**WHAT TO DO:**
In the entries below, the word "CookieJar" appears on some lines. Copy each of those lines.

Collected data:
......

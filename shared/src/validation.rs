use time::{macros::format_description, OffsetDateTime, UtcOffset};
use uuid::Uuid;
use crate::error::GateError;
use crate::models::ProjectConfig;

/// Recorded as the voter address when no forwarded address is available.
pub const NO_IP: &str = "noIp";
pub const VOTED_COOKIE_PREFIX: &str = "voted";
pub const VOTED_COOKIE_VALUE: &str = "true";

/// Half-open window check: `start <= now < end`.
pub fn is_between(start: OffsetDateTime, end: OffsetDateTime, now: OffsetDateTime) -> bool {
    start <= now && now < end
}

pub fn check_voting_open(config: &ProjectConfig, now: OffsetDateTime) -> Result<(), GateError> {
    if !config.use_time {
        return match config.voting_enabled {
            true => Ok(()),
            false => Err(GateError::Locked),
        };
    }

    if is_between(config.voting_start_day_and_time, config.voting_end_day_and_time, now) {
        Ok(())
    } else {
        Err(outside_window(config.voting_start_day_and_time))
    }
}

fn outside_window(starts_at: OffsetDateTime) -> GateError {
    let starts_at = starts_at.to_offset(UtcOffset::UTC);
    let day = starts_at
        .format(format_description!("[year]-[month]-[day]"))
        .unwrap_or_else(|_| starts_at.date().to_string());
    let time = starts_at
        .format(format_description!("[hour]:[minute]"))
        .unwrap_or_else(|_| starts_at.time().to_string());
    GateError::OutsideWindow { day, time }
}

/// Cookie marking that this browser already voted in a project's gender category.
pub fn voted_cookie_name(project_id: &Uuid, gender: &str) -> String {
    format!("{}{}{}", VOTED_COOKIE_PREFIX, project_id, gender)
}

/// First hop of an `X-Forwarded-For` value, or [`NO_IP`].
///
/// The hop is trimmed, and a blank first hop counts as missing rather than
/// being stored as whitespace.
pub fn first_forwarded_ip(header: Option<&str>) -> String {
    header
        .and_then(|value| value.split(',').next())
        .map(str::trim)
        .filter(|ip| !ip.is_empty())
        .unwrap_or(NO_IP)
        .to_string()
}
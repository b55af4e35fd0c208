use sqlx::PgPool;
use time::OffsetDateTime;
use uuid::Uuid;
use contest_shared::models::*;
use crate::store::{StoreError, VoteStore};

const VOTE_COLUMNS: &str = "id, contestant_id, project_id, public_ip_address, gender, created_at";

#[derive(sqlx::FromRow)]
struct ProjectRow {
    id: Uuid,
    name: String,
    use_time: bool,
    voting_enabled: bool,
    voting_start_day_and_time: OffsetDateTime,
    voting_end_day_and_time: OffsetDateTime,
    limit_votes_to_one_per_ip: bool,
}

impl From<ProjectRow> for Project {
    fn from(row: ProjectRow) -> Self {
        Project {
            id: row.id,
            name: row.name,
            config: ProjectConfig {
                use_time: row.use_time,
                voting_enabled: row.voting_enabled,
                voting_start_day_and_time: row.voting_start_day_and_time,
                voting_end_day_and_time: row.voting_end_day_and_time,
                limit_votes_to_one_per_ip: row.limit_votes_to_one_per_ip,
            },
        }
    }
}

/// Postgres-backed store. Projects and contestants are managed elsewhere.
#[derive(Clone)]
pub struct PgStore {
    pool: PgPool,
}

impl PgStore {
    pub fn new(pool: PgPool) -> Self {
        Self { pool }
    }
}

#[rocket::async_trait]
impl VoteStore for PgStore {
    async fn find_project(&self, id: Uuid) -> Result<Option<Project>, StoreError> {
        let row = sqlx::query_as::<_, ProjectRow>(
            "SELECT id, name, use_time, voting_enabled, voting_start_day_and_time,
                    voting_end_day_and_time, limit_votes_to_one_per_ip
             FROM projects WHERE id = $1",
        )
        .bind(id)
        .fetch_optional(&self.pool)
        .await?;

        Ok(row.map(Project::from))
    }

    async fn find_contestant(&self, id: Uuid) -> Result<Option<Contestant>, StoreError> {
        let contestant = sqlx::query_as::<_, Contestant>(
            "SELECT id, project_id, name, gender, counted_votes FROM contestants WHERE id = $1",
        )
        .bind(id)
        .fetch_optional(&self.pool)
        .await?;

        Ok(contestant)
    }

    async fn find_vote(&self, filter: &VoteFilter) -> Result<Option<Vote>, StoreError> {
        let vote = sqlx::query_as::<_, Vote>(&format!(
            "SELECT {VOTE_COLUMNS} FROM votes
             WHERE public_ip_address = $1 AND gender = $2 AND project_id = $3
             LIMIT 1"
        ))
        .bind(&filter.public_ip_address)
        .bind(&filter.gender)
        .bind(filter.project_id)
        .fetch_optional(&self.pool)
        .await?;

        Ok(vote)
    }

    async fn record_vote(&self, vote: NewVote) -> Result<Vote, StoreError> {
        let mut tx = self.pool.begin().await?;

        let updated = sqlx::query(
            "UPDATE contestants SET counted_votes = counted_votes + 1 WHERE id = $1",
        )
        .bind(vote.contestant_id)
        .execute(&mut *tx)
        .await?;

        if updated.rows_affected() != 1 {
            tx.rollback().await?;
            return Err(StoreError::NotFound);
        }

        let stored = sqlx::query_as::<_, Vote>(&format!(
            "INSERT INTO votes (id, contestant_id, project_id, public_ip_address, gender)
             VALUES ($1, $2, $3, $4, $5)
             RETURNING {VOTE_COLUMNS}"
        ))
        .bind(Uuid::new_v4())
        .bind(vote.contestant_id)
        .bind(vote.project_id)
        .bind(&vote.public_ip_address)
        .bind(&vote.gender)
        .fetch_one(&mut *tx)
        .await?;

        tx.commit().await?;
        Ok(stored)
    }

    async fn votes_for_project(&self, project_id: Uuid) -> Result<Vec<Vote>, StoreError> {
        let votes = sqlx::query_as::<_, Vote>(&format!(
            "SELECT {VOTE_COLUMNS} FROM votes WHERE project_id = $1 ORDER BY created_at"
        ))
        .bind(project_id)
        .fetch_all(&self.pool)
        .await?;

        Ok(votes)
    }
}
use std::sync::Arc;
use contest_backend::{
    build_rocket,
    config::AppConfig,
    queries::PgStore,
    routes::AppState,
};
use shuttle_runtime::CustomError;
use sqlx::PgPool;
use tracing::info;

#[shuttle_runtime::main]
async fn rocket(
    #[shuttle_shared_db::Postgres] pool: PgPool,
    #[shuttle_runtime::Secrets] secret_store: shuttle_runtime::SecretStore,
) -> shuttle_rocket::ShuttleRocket {
    info!("🚀 Starting contest voting server");

    let config = AppConfig::from_lookup(|key| secret_store.get(key));

    sqlx::migrate!("./migrations")
        .run(&pool)
        .await
        .map_err(CustomError::new)?;

    info!("📋 Migrations complete");

    let state = AppState::new(Arc::new(PgStore::new(pool)), config);

    Ok(build_rocket(state).into())
}
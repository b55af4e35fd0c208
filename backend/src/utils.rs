use crate::error::ApiError;
use uuid::Uuid;

pub fn parse_id(id: &str) -> Result<Uuid, ApiError> {
    Uuid::parse_str(id).map_err(|_| ApiError::InvalidId)
}
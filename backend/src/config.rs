use tracing::warn;

pub const BASE_ACCESS_TOKEN_KEY: &str = "BASE_ACCESS_TOKEN";
pub const CORS_ALLOWED_ORIGIN_KEY: &str = "CORS_ALLOWED_ORIGIN";
pub const DEFAULT_ALLOWED_ORIGIN: &str = "http://localhost";

#[derive(Debug, Clone, PartialEq)]
pub struct AppConfig {
    /// Token required by the vote listing route. `None` closes the route.
    pub base_access_token: Option<String>,
    /// Origin that receives CORS headers, with or without an explicit port.
    pub allowed_origin: String,
}

impl Default for AppConfig {
    fn default() -> Self {
        Self {
            base_access_token: None,
            allowed_origin: DEFAULT_ALLOWED_ORIGIN.into(),
        }
    }
}

impl AppConfig {
    pub fn from_lookup<F>(lookup: F) -> Self
    where
        F: Fn(&str) -> Option<String>,
    {
        let base_access_token = lookup(BASE_ACCESS_TOKEN_KEY).filter(|token| !token.is_empty());
        if base_access_token.is_none() {
            warn!("{} not found - vote listing will be refused", BASE_ACCESS_TOKEN_KEY);
        }

        Self {
            base_access_token,
            allowed_origin: lookup(CORS_ALLOWED_ORIGIN_KEY)
                .map(|origin| origin.trim_end_matches('/').to_string())
                .filter(|origin| !origin.is_empty())
                .unwrap_or_else(|| DEFAULT_ALLOWED_ORIGIN.into()),
        }
    }

    pub fn with_base_access_token(mut self, token: impl Into<String>) -> Self {
        self.base_access_token = Some(token.into());
        self
    }
}
use rocket::http::{Cookie, CookieJar};
use time::OffsetDateTime;
use tracing::{debug, info};
use uuid::Uuid;
use contest_shared::{models::*, validation::*};
use crate::{error::ApiError, store::VoteStore};

/// One vote attempt as it arrives at the handler.
#[derive(Debug, Clone)]
pub struct VoteRequest {
    pub project_id: Uuid,
    pub contestant_id: Uuid,
    pub ip: String,
    pub now: OffsetDateTime,
}

pub struct VoteProcessor;

impl VoteProcessor {
    /// Runs the gate and dedup checks, then stores the vote and marks the
    /// browser with the dedup cookie.
    pub async fn submit_vote(
        store: &dyn VoteStore,
        request: VoteRequest,
        cookies: &CookieJar<'_>,
    ) -> Result<Vote, ApiError> {
        let project = store
            .find_project(request.project_id)
            .await?
            .ok_or(ApiError::ProjectNotFound)?;

        check_voting_open(&project.config, request.now)?;

        let contestant = store
            .find_contestant(request.contestant_id)
            .await?
            .ok_or(ApiError::ContestantNotFound)?;

        let new_vote = NewVote {
            contestant_id: contestant.id,
            project_id: project.id,
            public_ip_address: request.ip,
            gender: contestant.gender,
        };
        let cookie_name = voted_cookie_name(&project.id, &new_vote.gender);

        if project.config.limit_votes_to_one_per_ip {
            if store.find_vote(&new_vote.filter()).await?.is_some() {
                debug!("Blocked by ip {}", new_vote.public_ip_address);
                return Err(ApiError::IpAlreadyVoted);
            }

            if cookies.get(&cookie_name).is_some() {
                info!("Blocked by cookie");
                return Err(ApiError::CookieAlreadyVoted);
            }
        }

        let vote = store.record_vote(new_vote).await?;

        cookies.add(
            Cookie::build((cookie_name, VOTED_COOKIE_VALUE))
                .secure(true)
                .http_only(true),
        );

        info!("Vote {} recorded for contestant {}", vote.id, vote.contestant_id);
        Ok(vote)
    }

    pub async fn list_votes(store: &dyn VoteStore, project_id: Uuid) -> Result<VoteListResponse, ApiError> {
        let votes = store.votes_for_project(project_id).await?;
        Ok(VoteListResponse::from(votes))
    }
}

......

**EXERCISE RESPONSE:**
use rocket::http::{Cookie, CookieJar};
        cookies: &CookieJar<'_>,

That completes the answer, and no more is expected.